Larry runs through the calculation here:

https://normaldeviate.wordpress.com/2012/12/27/most-findings-are-false/

doesn’t bring up any qualms about any evidential interpretations (because, as far as I can see there don’t seem to be any).

BTW I’m not defending Ioannidis here, I agree with LW that the calculations seem too obvious to have merited the impact it had, but oh well…

• You’re missing the point. If you get a positive predictive value of, say, .1 to
H*: there’s a relationship
(he only has dichotomous inference) then he’d regard it as poor grounds for H*, low evidence of replicability of the effect or the like. He even slips into speaking of degree of credibility for the hypothesis–I know it’s an easy slide, and anyway, it’s not the point of my post. But it’s relevant to your comment.

H* might be the alternative against which the test has .8 power. The only alternative is the null. (Obviously not exhaustive.)
I disagreed with Wasserman’s readiness to allow this blurring of testing concepts and diagnostic screening constant, even though, of course, it’s right that one shouldn’t confuse the type 1 error probability in tests, with 1- PPV.

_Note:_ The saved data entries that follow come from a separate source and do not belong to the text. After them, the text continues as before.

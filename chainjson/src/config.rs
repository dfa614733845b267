// SPDX-License-Identifier: Apache-2.0

//! Parse-time options.

/// Nesting depth allowed by [`ParserConfig::default`].
pub const DEFAULT_MAX_DEPTH: usize = 128;

/// How backslash escapes in strings are stored.
#[derive(Debug, Clone, Copy, Default, PartialEq, Eq)]
pub enum EscapeMode {
    /// Store the character the escape stands for (`\n` becomes a newline).
    #[default]
    Decode,
    /// Store the escape as written: a backslash followed by the escape
    /// letter. Such strings print with the backslash doubled, so they do not
    /// survive a write/parse round trip.
    Preserve,
}

/// What may appear between array elements and around object member colons.
#[derive(Debug, Clone, Copy, Default, PartialEq, Eq)]
pub enum SeparatorMode {
    /// Only `,` between elements and `:` between a key and its value.
    #[default]
    Strict,
    /// Any single non-whitespace character is taken as a separator.
    Lenient,
}

/// Options controlling a [`Parser`](crate::Parser).
#[derive(Debug, Clone, Copy, PartialEq, Eq)]
pub struct ParserConfig {
    pub escape_mode: EscapeMode,
    pub separator_mode: SeparatorMode,
    /// Maximum nesting of arrays and objects.
    pub max_depth: usize,
}

impl ParserConfig {
    /// Standard JSON: decoded escapes, strict separators.
    pub const fn strict() -> Self {
        Self {
            escape_mode: EscapeMode::Decode,
            separator_mode: SeparatorMode::Strict,
            max_depth: DEFAULT_MAX_DEPTH,
        }
    }

    /// Accepts loosely separated input and keeps escapes as written.
    pub const fn lenient() -> Self {
        Self {
            escape_mode: EscapeMode::Preserve,
            separator_mode: SeparatorMode::Lenient,
            max_depth: DEFAULT_MAX_DEPTH,
        }
    }

    pub const fn with_escape_mode(mut self, escape_mode: EscapeMode) -> Self {
        self.escape_mode = escape_mode;
        self
    }

    pub const fn with_separator_mode(mut self, separator_mode: SeparatorMode) -> Self {
        self.separator_mode = separator_mode;
        self
    }

    pub const fn with_max_depth(mut self, max_depth: usize) -> Self {
        self.max_depth = max_depth;
        self
    }
}

impl Default for ParserConfig {
    fn default() -> Self {
        Self::strict()
    }
}
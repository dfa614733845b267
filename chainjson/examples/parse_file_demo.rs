// SPDX-License-Identifier: Apache-2.0

// Parses a JSON file (or a built-in sample), writes it back out and dumps the
// table behind the top-level object. Run with RUST_LOG=debug to see table
// expansions reported through LogReporter.

use std::env;
use std::io::{self, Write};

use chainjson::{parse, parse_file, ChainedHashTable, LoadError, LogReporter, WriteJson};

const SAMPLE: &str = r#"{"a": 1, "b": [true, false, null], "c": {"d": "e\"f"}}"#;

fn main() -> Result<(), LoadError> {
    env_logger::init();

    let args: Vec<_> = env::args().collect();
    let value = match args.get(1) {
        Some(path) => parse_file(path)?,
        None => {
            println!("Usage: {} file.json (parsing a built-in sample)", args[0]);
            parse(SAMPLE)?
        }
    };

    let mut out = io::stdout().lock();
    value.write_json(&mut out)?;
    writeln!(out)?;

    if let Some(hash) = value.as_hash() {
        hash.table().dump(&mut out)?;
    }

    let mut squares = ChainedHashTable::new().with_reporter(LogReporter);
    for i in 0..40u32 {
        squares.set(i, i * i);
    }
    writeln!(
        out,
        "squares: {} pairs in {} buckets",
        squares.len(),
        squares.capacity()
    )?;
    Ok(())
}
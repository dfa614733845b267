// SPDX-License-Identifier: Apache-2.0

use core::ops::Deref;
use core::str::FromStr;

/// Represents the parsed result of a JSON number.
#[derive(Debug, Clone, Copy, PartialEq)]
pub enum NumberResult {
    /// Integer that fits in an `i64`
    Integer(i64),
    /// Integer too large for `i64` (use raw string for exact representation)
    IntegerOverflow,
    /// Finite real number
    Real(f64),
}

/// A JSON number holding both its exact literal text and its parsed value.
///
/// A literal is an integer if it contains none of `.`, `e` or `E`; anything
/// else is a real. Printing always reproduces the literal text.
#[derive(Debug, Clone)]
pub struct JsonNumber {
    raw: String,
    parsed: NumberResult,
}

impl JsonNumber {
    /// Builds a number from literal text, or `None` if the text is not a
    /// JSON number.
    ///
    /// ```
    /// use chainjson::{JsonNumber, NumberResult};
    ///
    /// let n = JsonNumber::from_literal("-12").unwrap();
    /// assert_eq!(n.parsed(), &NumberResult::Integer(-12));
    /// assert!(JsonNumber::from_literal("12abc").is_none());
    /// ```
    pub fn from_literal(text: &str) -> Option<Self> {
        if !is_number_literal(text) {
            return None;
        }
        let parsed = if is_integer(text) {
            parse_integer(text)
        } else {
            parse_real(text)?
        };
        Some(Self {
            raw: text.to_string(),
            parsed,
        })
    }

    pub fn from_i64(value: i64) -> Self {
        Self {
            raw: value.to_string(),
            parsed: NumberResult::Integer(value),
        }
    }

    /// Builds a real number. Returns `None` for NaN and infinities, which
    /// JSON cannot represent.
    pub fn from_f64(value: f64) -> Option<Self> {
        if !value.is_finite() {
            return None;
        }
        // `{:?}` always keeps a fractional part or exponent, so the text
        // re-parses as a real.
        Some(Self {
            raw: format!("{value:?}"),
            parsed: NumberResult::Real(value),
        })
    }

    /// Get the parsed NumberResult.
    pub fn parsed(&self) -> &NumberResult {
        &self.parsed
    }

    /// The value as an `i64` if it is an integer that fits.
    pub fn as_i64(&self) -> Option<i64> {
        match self.parsed {
            NumberResult::Integer(val) => Some(val),
            _ => None,
        }
    }

    /// The value as an `f64`. Integers are converted; overflowing integers
    /// yield `None`.
    pub fn as_f64(&self) -> Option<f64> {
        match self.parsed {
            NumberResult::Real(val) => Some(val),
            NumberResult::Integer(val) => Some(val as f64),
            NumberResult::IntegerOverflow => None,
        }
    }

    /// Get the exact literal text.
    pub fn as_str(&self) -> &str {
        &self.raw
    }

    /// Parse the number as a custom type using the exact string representation.
    pub fn parse<T: FromStr>(&self) -> Result<T, T::Err> {
        T::from_str(self.as_str())
    }

    /// Check if this number represents an integer (no decimal point or exponent).
    pub fn is_integer(&self) -> bool {
        matches!(
            self.parsed,
            NumberResult::Integer(_) | NumberResult::IntegerOverflow
        )
    }

    pub fn is_real(&self) -> bool {
        !self.is_integer()
    }
}

/// Numbers compare by parsed value, so `1.0` equals `1.00`. Overflowing
/// integers have no parsed value and compare by literal text.
impl PartialEq for JsonNumber {
    fn eq(&self, other: &Self) -> bool {
        match (&self.parsed, &other.parsed) {
            (NumberResult::IntegerOverflow, NumberResult::IntegerOverflow) => {
                self.raw == other.raw
            }
            (a, b) => a == b,
        }
    }
}

impl From<i64> for JsonNumber {
    fn from(value: i64) -> Self {
        Self::from_i64(value)
    }
}

impl AsRef<str> for JsonNumber {
    fn as_ref(&self) -> &str {
        self.as_str()
    }
}

impl Deref for JsonNumber {
    type Target = str;

    fn deref(&self) -> &Self::Target {
        self.as_str()
    }
}

impl core::fmt::Display for JsonNumber {
    fn fmt(&self, f: &mut core::fmt::Formatter<'_>) -> core::fmt::Result {
        f.write_str(&self.raw)
    }
}

/// Detects if number text represents an integer (no decimal point or exponent).
pub fn is_integer(text: &str) -> bool {
    !text.contains(['.', 'e', 'E'])
}

/// Checks `-?digits(.digits)?([eE][+-]?digits)?`.
fn is_number_literal(text: &str) -> bool {
    fn digits(bytes: &[u8], mut at: usize) -> usize {
        while bytes.get(at).is_some_and(u8::is_ascii_digit) {
            at += 1;
        }
        at
    }

    let bytes = text.as_bytes();
    let mut at = usize::from(bytes.first() == Some(&b'-'));

    let end = digits(bytes, at);
    if end == at {
        return false;
    }
    at = end;

    if bytes.get(at) == Some(&b'.') {
        let end = digits(bytes, at + 1);
        if end == at + 1 {
            return false;
        }
        at = end;
    }

    if matches!(bytes.get(at), Some(b'e' | b'E')) {
        at += 1;
        if matches!(bytes.get(at), Some(b'+' | b'-')) {
            at += 1;
        }
        let end = digits(bytes, at);
        if end == at {
            return false;
        }
        at = end;
    }

    at == bytes.len()
}

fn parse_integer(text: &str) -> NumberResult {
    // Literals are validated first, so overflow is the only way to fail.
    match text.parse::<i64>() {
        Ok(val) => NumberResult::Integer(val),
        Err(_) => NumberResult::IntegerOverflow,
    }
}

fn parse_real(text: &str) -> Option<NumberResult> {
    match f64::from_str(text) {
        Ok(val) if val.is_finite() => Some(NumberResult::Real(val)),
        _ => None,
    }
}
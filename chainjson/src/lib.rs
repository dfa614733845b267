// SPDX-License-Identifier: Apache-2.0

//! A separate-chaining hash table and a small JSON parser built on it.
//!
//! [`ChainedHashTable`] is a generic associative container that grows by
//! roughly doubling, with a little random jitter, whenever it is more than
//! half full. [`parse`] turns text into a [`JsonValue`] tree whose objects are
//! stored in such a table.
//!
//! ```
//! use chainjson::{parse, JsonValue, WriteJson};
//!
//! let value = parse(r#"{"a": 1, "b": [true, false, null]}"#).unwrap();
//! assert_eq!(value.get("a"), Some(&JsonValue::from(1)));
//!
//! let mut out = Vec::new();
//! value.get("b").unwrap().write_json(&mut out).unwrap();
//! assert_eq!(out, b"[true, false, null]");
//! ```

mod config;
pub use config::{EscapeMode, ParserConfig, SeparatorMode, DEFAULT_MAX_DEPTH};

mod escape_processor;

mod hash_table;
pub use hash_table::{
    ChainedHashTable, Iter, KeyNotFound, DEFAULT_CAPACITY, EXPANSION_JITTER, LOAD_FACTOR,
};

mod kv_pair;
pub use kv_pair::KvPair;

mod reporter;
pub use reporter::{LogReporter, Reporter};

mod scanner;

mod parse_error;
pub use parse_error::{LoadError, ParseError};

mod json_number;
pub use json_number::{JsonNumber, NumberResult};

mod json_string;
pub use json_string::JsonString;

mod json_array;
pub use json_array::{IndexOutOfBounds, JsonArray};

mod json_hash;
pub use json_hash::JsonHash;

mod value;
pub use value::{JsonValue, WriteJson};

mod parser;
pub use parser::Parser;

mod loader;
pub use loader::{parse_file, parse_file_with_config, parse_reader, parse_reader_with_config};

impl From<scanner::Error> for ParseError {
    fn from(err: scanner::Error) -> Self {
        match err {
            scanner::Error::NothingToPushBack => {
                ParseError::UnexpectedState("push-back without a preceding read")
            }
        }
    }
}

/// Parses one JSON value from `source` with the default configuration.
pub fn parse(source: &str) -> Result<JsonValue, ParseError> {
    Parser::new(source).parse()
}

pub fn parse_with_config(source: &str, config: ParserConfig) -> Result<JsonValue, ParseError> {
    Parser::with_config(source, config).parse()
}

6. Matloff: (No room at the bottom of your comment) I share your worry about Bayesian hunches (however well meaning) entering (with minimal check points, whereas error probability checks are direct). How could one not be skeptical when we read things like this about the FDA:
http://www.slate.com/articles/health_and_science/science/2015/02/fda_inspections_fraud_fabrication_and_scientific_misconduct_are_hidden_from.html?wpsrc=sh_all_dt_tw_bot

7. All: I’m always interested to hear Matloff’s views, and he’s invited to continue if he wishes, but I have to say that we’ve gone off topic, so far as I can see, and I dislike having just any post becoming a forum for discussing EVERYTHING when in fact we’ve taken up issues individually. I’m not about to try to teach my entire statistical philosophy in answering a blog comment. Check “all she wrote so far” to see all the posts for 3 years up until sept 2014; then the subsequent months under the archives.
I’d still like to go back to the issue at hand which hasn’t really been discussed much here.